> **Task requirements**: Which lines in the records below include the word "collect"? Report each of them in full.
§ §
#[cfg(test)]
mod tests {
    use super::*;
    use crate::core::history::{ImageReference, Role};
    use crate::services::llm::{Candidate, Generation};
    use anyhow::{anyhow, Result};
    use async_trait::async_trait;
    use std::sync::{Arc, Mutex};

    #[derive(Debug)]
    enum Scripted {
        Text(&'static str),
        NoCandidates,
        EmptyCandidate(&'static str),
        Error,
    }

    #[derive(Debug)]
    struct MockLlmClient {
        script: Scripted,
        call_count: Arc<Mutex<usize>>,
        requests: Arc<Mutex<Vec<GenerationRequest>>>,
    }

    impl MockLlmClient {
        fn new(script: Scripted) -> Self {
            Self {
                script,
                call_count: Arc::new(Mutex::new(0)),
                requests: Arc::new(Mutex::new(Vec::new())),
            }
        }
    }

    #[async_trait]
    impl LlmClient for MockLlmClient {
        async fn generate(&self, request: &GenerationRequest) -> Result<Generation> {
            *self.call_count.lock().unwrap() += 1;
            self.requests.lock().unwrap().push(request.clone());

            match &self.script {
                Scripted::Text(text) => Ok(Generation {
                    candidates: vec![Candidate {
                        segments: vec![text.to_string()],
                        finish_reason: Some("STOP".to_string()),
                    }],
                    block_reason: None,
                }),
                Scripted::NoCandidates => Ok(Generation::default()),
                Scripted::EmptyCandidate(reason) => Ok(Generation {
                    candidates: vec![Candidate {
                        segments: vec![],
                        finish_reason: Some(reason.to_string()),
                    }],
                    block_reason: None,
                }),
                Scripted::Error => Err(anyhow!("connection refused")),
            }
        }
    }

    struct MockIllustrator {
        fail: bool,
        calls: Arc<Mutex<Vec<String>>>,
    }

    impl MockIllustrator {
        fn new(fail: bool) -> Self {
            Self {
                fail,
                calls: Arc::new(Mutex::new(Vec::new())),
            }
        }
    }

    #[async_trait]
    impl Illustrator for MockIllustrator {
        async fn illustrate(&self, prompt: &str) -> Result<Illustration> {
            self.calls.lock().unwrap().push(prompt.to_string());
            if self.fail {
                return Err(anyhow!("Image generator still unavailable after 5 attempts"));
            }
            Ok(Illustration {
                reference: ImageReference::Bytes(vec![1, 2, 3]),
                attempts: 1,
            })
        }
    }

    #[derive(Default)]
    struct RecordingEvents {
        states: Vec<TurnState>,
        narratives: Vec<String>,
    }

    impl TurnEvents for RecordingEvents {
        fn on_state(&mut self, state: TurnState) {
            self.states.push(state);
        }

        fn on_narrative(&mut self, reply: &StructuredReply) {
            self.narratives.push(reply.narrative.clone());
        }
    }

    fn story() -> StoryConfig {
        StoryConfig {
            system_instruction: "Responde en JSON.".to_string(),
            action_label: "Acción del jugador".to_string(),
            ..StoryConfig::default()
        }
    }

    fn processor(llm: MockLlmClient, illustrator: Option<MockIllustrator>) -> TurnProcessor {
        TurnProcessor::new(
            Box::new(llm),
            illustrator.map(|i| Box::new(i) as Box<dyn Illustrator>),
            story(),
        )
    }

    #[tokio::test]
    async fn test_full_turn_with_illustration() -> Result<()> {
        let llm = MockLlmClient::new(Scripted::Text(
            "Here you go:\n```json\n{\"historia\": \"A storm rises.\", \"imagen_prompt\": \"stormy sea\"}\n```\nHope that helps!",
        ));
        let illustrator = MockIllustrator::new(false);
        let image_calls = illustrator.calls.clone();
        let processor = processor(llm, Some(illustrator));

        let mut history = ConversationHistory::new("Welcome.");
        let mut events = RecordingEvents::default();
        let outcome = processor.process_turn(&mut history, "  Sail on.  ", &mut events).await?;

        assert_eq!(outcome.reply.narrative, "A storm rises.");
        assert_eq!(outcome.step, ExtractionStep::Bracketed);
        assert!(matches!(outcome.illustration, IllustrationOutcome::Ready(_)));
        assert_eq!(*image_calls.lock().unwrap(), vec!["stormy sea".to_string()]);

        assert_eq!(history.len(), 3);
        assert_eq!(history.turns()[1].raw_content, "Sail on.");
        let narrator = history.last().unwrap();
        assert_eq!(narrator.role, Role::Narrator);
        assert_eq!(narrator.image, Some(ImageReference::Bytes(vec![1, 2, 3])));
        assert_eq!(
            StructuredReply::parse(&narrator.raw_content),
            Some(outcome.reply.clone())
        );

        assert_eq!(
            events.states,
            vec![
                TurnState::UserSubmitted,
                TurnState::Generating,
                TurnState::Extracted,
                TurnState::Illustrating,
                TurnState::TurnComplete,
            ]
        );
        assert_eq!(events.narratives, vec!["A storm rises.".to_string()]);
        Ok(())
    }

    #[tokio::test]
    async fn test_request_uses_sanitized_history() -> Result<()> {
        let llm = MockLlmClient::new(Scripted::Text(r#"{"historia": "Next."}"#));
        let requests = llm.requests.clone();
        let processor = processor(llm, None);

        let mut history = ConversationHistory::new("Welcome.");
        history.push_user("First.");
        history.push_narrator(
            &StructuredReply {
                narrative: "You wait.".to_string(),
                image_prompt: Some("waiting".to_string()),
            },
            None,
        )?;

        processor.process_turn(&mut history, "Second.", &mut NoopEvents).await?;

        let request = requests.lock().unwrap()[0].clone();
        let texts: Vec<&str> = request.history.iter().map(|m| m.text.as_str()).collect();
        assert_eq!(texts, vec!["Welcome.", "First.", "You wait."]);
        assert_eq!(request.system_instruction, "Responde en JSON.");
        assert_eq!(request.prompt, "Responde en JSON.\n\nAcción del jugador: Second.");
        Ok(())
    }

    #[tokio::test]
    async fn test_plain_prose_reply_completes_without_image() -> Result<()> {
        let llm = MockLlmClient::new(Scripted::Text("The hero draws his sword."));
        let illustrator = MockIllustrator::new(false);
        let image_calls = illustrator.calls.clone();
        let processor = processor(llm, Some(illustrator));

        let mut history = ConversationHistory::new("Welcome.");
        let outcome = processor.process_turn(&mut history, "Fight!", &mut NoopEvents).await?;

        assert_eq!(outcome.reply.narrative, "The hero draws his sword.");
        assert_eq!(outcome.illustration, IllustrationOutcome::NotRequested);
        assert!(image_calls.lock().unwrap().is_empty());
        assert_eq!(history.len(), 3);
        Ok(())
    }

    #[tokio::test]
    async fn test_reply_without_image_prompt_skips_illustration() -> Result<()> {
        let llm = MockLlmClient::new(Scripted::Text(r#"{"historia": "Quiet night."}"#));
        let illustrator = MockIllustrator::new(false);
        let image_calls = illustrator.calls.clone();
        let processor = processor(llm, Some(illustrator));

        let mut history = ConversationHistory::new("Welcome.");
        let mut events = RecordingEvents::default();
        let outcome = processor.process_turn(&mut history, "Sleep.", &mut events).await?;

        assert_eq!(outcome.reply.narrative, "Quiet night.");
        assert_eq!(outcome.illustration, IllustrationOutcome::NotRequested);
        assert!(image_calls.lock().unwrap().is_empty());
        assert!(!events.states.contains(&TurnState::Illustrating));
        Ok(())
    }

    #[tokio::test]
    async fn test_image_failure_keeps_narrative() -> Result<()> {
        let llm = MockLlmClient::new(Scripted::Text(
            r#"{"historia": "The idol glows.", "imagen_prompt": "glowing idol"}"#,
        ));
        let processor = processor(llm, Some(MockIllustrator::new(true)));

        let mut history = ConversationHistory::new("Welcome.");
        let outcome = processor.process_turn(&mut history, "Touch it.", &mut NoopEvents).await?;

        assert_eq!(outcome.reply.narrative, "The idol glows.");
        assert!(matches!(outcome.illustration, IllustrationOutcome::Unavailable(_)));
        assert_eq!(history.len(), 3);
        assert!(history.last().unwrap().image.is_none());
        Ok(())
    }

    #[tokio::test]
    async fn test_no_candidates_leaves_only_user_turn() {
        let llm = MockLlmClient::new(Scripted::NoCandidates);
        let processor = processor(llm, Some(MockIllustrator::new(false)));

        let mut history = ConversationHistory::new("Welcome.");
        let before = history.len();
        let mut events = RecordingEvents::default();
        let err = processor
            .process_turn(&mut history, "Jump.", &mut events)
            .await
            .unwrap_err();

        assert!(matches!(err, TurnError::Suppressed { .. }));
        assert_eq!(history.len(), before + 1);
        assert_eq!(history.last().unwrap().role, Role::User);
        assert_eq!(
            events.states,
            vec![
                TurnState::UserSubmitted,
                TurnState::Generating,
                TurnState::GenerationFailed,
                TurnState::AwaitingInput,
            ]
        );
    }

    #[tokio::test]
    async fn test_safety_stop_is_suppression() {
        let llm = MockLlmClient::new(Scripted::EmptyCandidate("SAFETY"));
        let processor = processor(llm, None);

        let mut history = ConversationHistory::new("Welcome.");
        let err = processor
            .process_turn(&mut history, "Jump.", &mut NoopEvents)
            .await
            .unwrap_err();

        match err {
            TurnError::Suppressed { reason } => assert!(reason.contains("SAFETY")),
            other => panic!("unexpected error: {:?}", other),
        }
        assert_eq!(history.len(), 2);
    }

    #[tokio::test]
    async fn test_transport_error_is_contained() {
        let llm = MockLlmClient::new(Scripted::Error);
        let processor = processor(llm, None);

        let mut history = ConversationHistory::new("Welcome.");
        let err = processor
            .process_turn(&mut history, "Jump.", &mut NoopEvents)
            .await
            .unwrap_err();

        assert!(matches!(err, TurnError::Transport(_)));
        assert!(err.to_string().contains("connection refused"));
        assert_eq!(history.len(), 2);
    }

    #[tokio::test]
    async fn test_retry_after_failure_is_clean() -> Result<()> {
        let failing = processor(MockLlmClient::new(Scripted::NoCandidates), None);
        let working = processor(MockLlmClient::new(Scripted::Text(r#"{"historia": "Better."}"#)), None);

        let mut history = ConversationHistory::new("Welcome.");
        assert!(failing.process_turn(&mut history, "Try.", &mut NoopEvents).await.is_err());
        working.process_turn(&mut history, "Try again.", &mut NoopEvents).await?;

        let roles: Vec<Role> = history.turns().iter().map(|t| t.role).collect();
        assert_eq!(roles, vec![Role::Narrator, Role::User, Role::User, Role::Narrator]);
        Ok(())
    }

    #[tokio::test]
    async fn test_empty_action_is_rejected() {
        let llm = MockLlmClient::new(Scripted::Text("unused"));
        let calls = llm.call_count.clone();
        let processor = processor(llm, None);

        let mut history = ConversationHistory::new("Welcome.");
        let err = processor
            .process_turn(&mut history, "   ", &mut NoopEvents)
            .await
            .unwrap_err();

        assert!(matches!(err, TurnError::EmptyAction));
        assert_eq!(history.len(), 1);
        assert_eq!(*calls.lock().unwrap(), 0);
    }

    #[tokio::test]
    async fn test_whitespace_reply_is_suppression() {
        let llm = MockLlmClient::new(Scripted::Text("   \n  "));
        let processor = processor(llm, None);

        let mut history = ConversationHistory::new("Welcome.");
        let err = processor
            .process_turn(&mut history, "Speak.", &mut NoopEvents)
            .await
            .unwrap_err();

        assert!(matches!(err, TurnError::Suppressed { .. }));
        assert_eq!(history.len(), 2);
    }
}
§ §
> **Written response**:
        let texts: Vec<&str> = request.history.iter().map(|m| m.text.as_str()).collect();
        let roles: Vec<Role> = history.turns().iter().map(|t| t.role).collect();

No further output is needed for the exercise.